Илья был тронут непоказной искренностью Кобякова. Даже голос у него был другой, более мягкий, проникающий в душу.

Лучше выберем пока последнее, — сказал Илья. — Вспомни, сколько раз мы с тобой встречались и о чем шел разговор. И поймешь: из-за Гали или нет. А из-за нее — верно — пристальней начал к тебе приглядываться. Думал, что-то в тебе новое, непохожее на других. На танцах я ждал, что ты дашь сдачи, приготовился…

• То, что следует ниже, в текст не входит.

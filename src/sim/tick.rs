//! Fixed-step frame loop
//!
//! One rendered frame is: clear, draw, then `NUM_SUB_FRAMES` rounds of
//! kinematics followed by a collision pass. Nothing in here can fail a frame;
//! refused actions are reported as events and the frame carries on.

use super::asteroid::Impactor;
use super::collision::weak_test;
use super::state::{GameEvent, GamePhase, GameState};
use super::ship::Destruction;
use crate::consts::*;
use crate::platform::Scheduler;
use crate::render::{RenderSink, draw_frame};

/// Run one rendered frame
pub fn frame(
    state: &mut GameState,
    scheduler: &mut dyn Scheduler,
    sink: &mut dyn RenderSink,
) -> Vec<GameEvent> {
    let mut events = Vec::new();

    sink.clear();
    draw_frame(state, sink);

    for _ in 0..NUM_SUB_FRAMES {
        sub_step(state, &mut events);
        collide(state, scheduler, &mut events);
    }

    if state.phase == GamePhase::Playing && state.asteroids.is_empty() {
        state.wave += 1;
        let asteroids = state.spawn_wave();
        log::info!("Wave {} started with {} asteroids", state.wave, asteroids);
        events.push(GameEvent::WaveStarted {
            wave: state.wave,
            asteroids,
        });
    }

    events
}

/// Advance every moving thing by one sub-step, then take a pending shot
pub fn sub_step(state: &mut GameState, events: &mut Vec<GameEvent>) {
    state.time_ticks += 1;

    state.ship.update(SIM_DT);
    state.asteroids.step(SIM_DT);
    state.bullets.update(SIM_DT);

    if state.phase == GamePhase::Playing && state.ship.wants_fire() {
        fire(state, events);
    }
}

/// Fire from the ship; a full pool drops the shot
pub fn fire(state: &mut GameState, events: &mut Vec<GameEvent>) {
    if let Err(err) = state.bullets.spawn(&mut state.ship) {
        if state.settings.debug {
            log::debug!("shot dropped: {}", err);
        }
        events.push(GameEvent::ShotDropped);
    }
}

/// Test the ship and every flying bullet against the asteroid field
pub fn collide(state: &mut GameState, scheduler: &mut dyn Scheduler, events: &mut Vec<GameEvent>) {
    if state.phase == GamePhase::Playing && state.ship.is_active() {
        if let Some(index) = weak_test(&state.ship, state.asteroids.as_slice()) {
            let hit = state.asteroids.remove(index);
            let impactor = Impactor {
                pos: state.ship.pos,
                vel: state.ship.vel,
            };
            state.asteroids.break_apart(&hit, impactor, &mut state.rng);
            events.push(GameEvent::AsteroidDestroyed {
                size: hit.size,
                points: 0,
            });

            match state
                .ship
                .destroy(&mut state.particles, scheduler, &mut state.rng)
            {
                Destruction::LifeLost { lives_left } => {
                    events.push(GameEvent::ShipDestroyed { lives_left });
                }
                Destruction::GameOver => {
                    state.phase = GamePhase::GameOver;
                    events.push(GameEvent::GameOver);
                    log::info!("Game over, final score {}", state.score);
                }
            }
        }
    }

    for bullet in state.bullets.iter_mut() {
        if bullet.collided {
            continue;
        }
        let Some(index) = weak_test(bullet, state.asteroids.as_slice()) else {
            continue;
        };
        bullet.register_hit();
        let hit = state.asteroids.remove(index);
        let impactor = Impactor {
            pos: bullet.pos,
            vel: bullet.vel,
        };
        state.asteroids.break_apart(&hit, impactor, &mut state.rng);

        let points = hit.points();
        state.score += points;
        events.push(GameEvent::AsteroidDestroyed {
            size: hit.size,
            points,
        });
    }
}

#[cfg(test)]
mod tests {
    use super::*;
    use crate::platform::{InputHandle, Key, TimerEvent, TimerQueue};
    use crate::render::DrawList;
    use crate::settings::Settings;
    use crate::sim::asteroid::Asteroid;
    use glam::Vec2;
    use std::time::Duration;

    fn empty_state() -> GameState {
        GameState::empty(Settings::default())
    }

    fn park_far_asteroid(state: &mut GameState) {
        // keeps the wave from restarting during a test
        let asteroid = Asteroid::new(Vec2::new(5.0, 95.0), Vec2::ZERO, 4.0, &mut state.rng);
        state.asteroids.insert(asteroid);
    }

    #[test]
    fn test_coincident_asteroid_destroys_ship() {
        let mut state = empty_state();
        let asteroid = Asteroid::new(Vec2::new(50.0, 50.0), Vec2::ZERO, 16.0, &mut state.rng);
        state.asteroids.insert(asteroid);
        let mut timers = TimerQueue::new();

        let mut events = Vec::new();
        collide(&mut state, &mut timers, &mut events);

        assert!(state.ship.pause_drawing);
        assert_eq!(state.ship.lives, STARTING_LIVES - 1);
        assert_eq!(state.particles.len(), 5);
        assert!(events.contains(&GameEvent::ShipDestroyed {
            lives_left: STARTING_LIVES - 1
        }));
        // the size-16 rock split on the hull
        assert_eq!(state.asteroids.len(), 2);
        assert_eq!(timers.pending(), 1);
    }

    #[test]
    fn test_paused_ship_is_not_collision_checked() {
        let mut state = empty_state();
        state.ship.pause_drawing = true;
        let asteroid = Asteroid::new(Vec2::new(50.0, 50.0), Vec2::ZERO, 16.0, &mut state.rng);
        state.asteroids.insert(asteroid);

        let mut events = Vec::new();
        collide(&mut state, &mut TimerQueue::new(), &mut events);
        assert!(events.is_empty());
        assert_eq!(state.ship.lives, STARTING_LIVES);
    }

    #[test]
    fn test_respawn_after_delay() {
        let mut state = empty_state();
        let asteroid = Asteroid::new(Vec2::new(50.0, 50.0), Vec2::ZERO, 4.0, &mut state.rng);
        state.asteroids.insert(asteroid);
        park_far_asteroid(&mut state);
        let mut timers = TimerQueue::new();
        collide(&mut state, &mut timers, &mut Vec::new());
        assert!(state.ship.pause_drawing);

        for event in timers.advance(Duration::from_millis(SHIP_RESPAWN_DELAY_MS)) {
            state.handle_timer(event);
        }
        assert!(state.ship.is_active());
    }

    #[test]
    fn test_input_accepted_again_after_respawn() {
        let handle = InputHandle::new();
        let mut state = empty_state().with_controller(Box::new(handle.controller()));
        let asteroid = Asteroid::new(Vec2::new(50.0, 50.0), Vec2::ZERO, 16.0, &mut state.rng);
        state.asteroids.insert(asteroid);
        park_far_asteroid(&mut state);
        let mut timers = TimerQueue::new();
        collide(&mut state, &mut timers, &mut Vec::new());

        handle.press(Key::Thrust);
        assert!(handle.is_suspended());

        for event in timers.advance(Duration::from_millis(SHIP_RESPAWN_DELAY_MS)) {
            state.handle_timer(event);
        }
        assert!(state.ship.is_active());
        assert!(!handle.is_suspended());

        handle.press(Key::Thrust);
        sub_step(&mut state, &mut Vec::new());
        assert!(state.ship.is_accelerating);
    }

    #[test]
    fn test_last_life_ends_game() {
        let mut state = GameState::empty(Settings {
            starting_lives: 1,
            ..Default::default()
        });
        let asteroid = Asteroid::new(Vec2::new(50.0, 50.0), Vec2::ZERO, 16.0, &mut state.rng);
        state.asteroids.insert(asteroid);
        let mut timers = TimerQueue::new();
        let mut events = Vec::new();
        collide(&mut state, &mut timers, &mut events);

        assert_eq!(state.phase, GamePhase::GameOver);
        assert!(events.contains(&GameEvent::GameOver));
        assert_eq!(timers.pending(), 0);
        state.handle_timer(TimerEvent::ShipRespawn);
        assert!(state.ship.pause_drawing);
    }

    #[test]
    fn test_bullet_lands_one_unit_ahead() {
        let handle = InputHandle::new();
        let mut state = empty_state().with_controller(Box::new(handle.controller()));
        park_far_asteroid(&mut state);

        handle.press(Key::Fire);
        let mut events = Vec::new();
        sub_step(&mut state, &mut events);

        assert_eq!(state.bullets.len(), 1);
        let bullet = state.bullets.iter().next().unwrap();
        assert!((bullet.pos - Vec2::new(50.0, 49.0)).length() < 1e-5);
        assert!(events.is_empty());
    }

    #[test]
    fn test_bullet_splits_asteroid_and_scores() {
        let handle = InputHandle::new();
        let mut state = empty_state().with_controller(Box::new(handle.controller()));
        let target = Asteroid::new(Vec2::new(50.0, 35.0), Vec2::ZERO, 16.0, &mut state.rng);
        state.asteroids.insert(target);
        let mut timers = TimerQueue::new();
        let mut sink = DrawList::new();

        handle.press(Key::Fire);
        let mut destroyed = None;
        for _ in 0..120 {
            for event in frame(&mut state, &mut timers, &mut sink) {
                if let GameEvent::AsteroidDestroyed { size, points } = event {
                    destroyed = Some((size, points));
                }
            }
            if destroyed.is_some() {
                break;
            }
        }

        assert_eq!(destroyed, Some((16.0, 20)));
        assert_eq!(state.score, 20);
        assert_eq!(state.asteroids.len(), 2);
        assert!(state.asteroids.iter().all(|a| a.size == 8.0));
        let bullet = state.bullets.iter().next().unwrap();
        assert!(bullet.collided);
    }

    #[test]
    fn test_sixth_shot_is_dropped() {
        let mut state = empty_state();
        park_far_asteroid(&mut state);
        let mut events = Vec::new();
        for _ in 0..6 {
            fire(&mut state, &mut events);
        }
        assert_eq!(state.bullets.len(), 5);
        assert_eq!(events, vec![GameEvent::ShotDropped]);
    }

    #[test]
    fn test_cleared_field_starts_next_wave() {
        let mut state = empty_state();
        let mut timers = TimerQueue::new();
        let events = frame(&mut state, &mut timers, &mut DrawList::new());
        assert_eq!(state.wave, 1);
        assert!(events.contains(&GameEvent::WaveStarted {
            wave: 1,
            asteroids: state.settings.initial_asteroids + 1,
        }));
    }

    #[test]
    fn test_frames_are_deterministic() {
        let run = || {
            let mut state = GameState::new(Settings::default());
            let mut timers = TimerQueue::new();
            let mut sink = DrawList::new();
            for _ in 0..300 {
                frame(&mut state, &mut timers, &mut sink);
            }
            (
                state.asteroids.as_slice().to_vec(),
                state.ship.pos,
                state.ship.lives,
            )
        };
        assert_eq!(run(), run());
    }
}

— Не хотел репутацию свою пятнать. Ты же слышал сегодня — персональное дело. А что бы произошло, если подрались бы по-настоящему? Недолго и из комсомола вылететь. А мне последний год остался в комсомоле, лучше выйти по возрасту. Я, может, тоже в свое время отличался прямотой, горел. Да глаз у меня не так устроен: видел на каждому шагу подлость, двоедушие, желание перегрызть глотку, чтобы добиться своего. И опять повторяю: сегодня ты убедился. Думаешь, его взволновало, что произошла драка? Как бы не так. Боится, что укажут пальцем, дойдет до кого повыше. А потому лучше застраховаться. То же и с Генкой. Случай смешной, но наводит на размышления. А посему — выдать за ошибку оператора, тому влетит. Насмотришься всего, и поневоле злость заест. А если она не в ту сторону направлена — виноват, но исправиться трудно, человек есть человек… Смотри, как разоткровенничался, — усмехнулся он сам себе. — Чем-то ты меня зацепил сегодня…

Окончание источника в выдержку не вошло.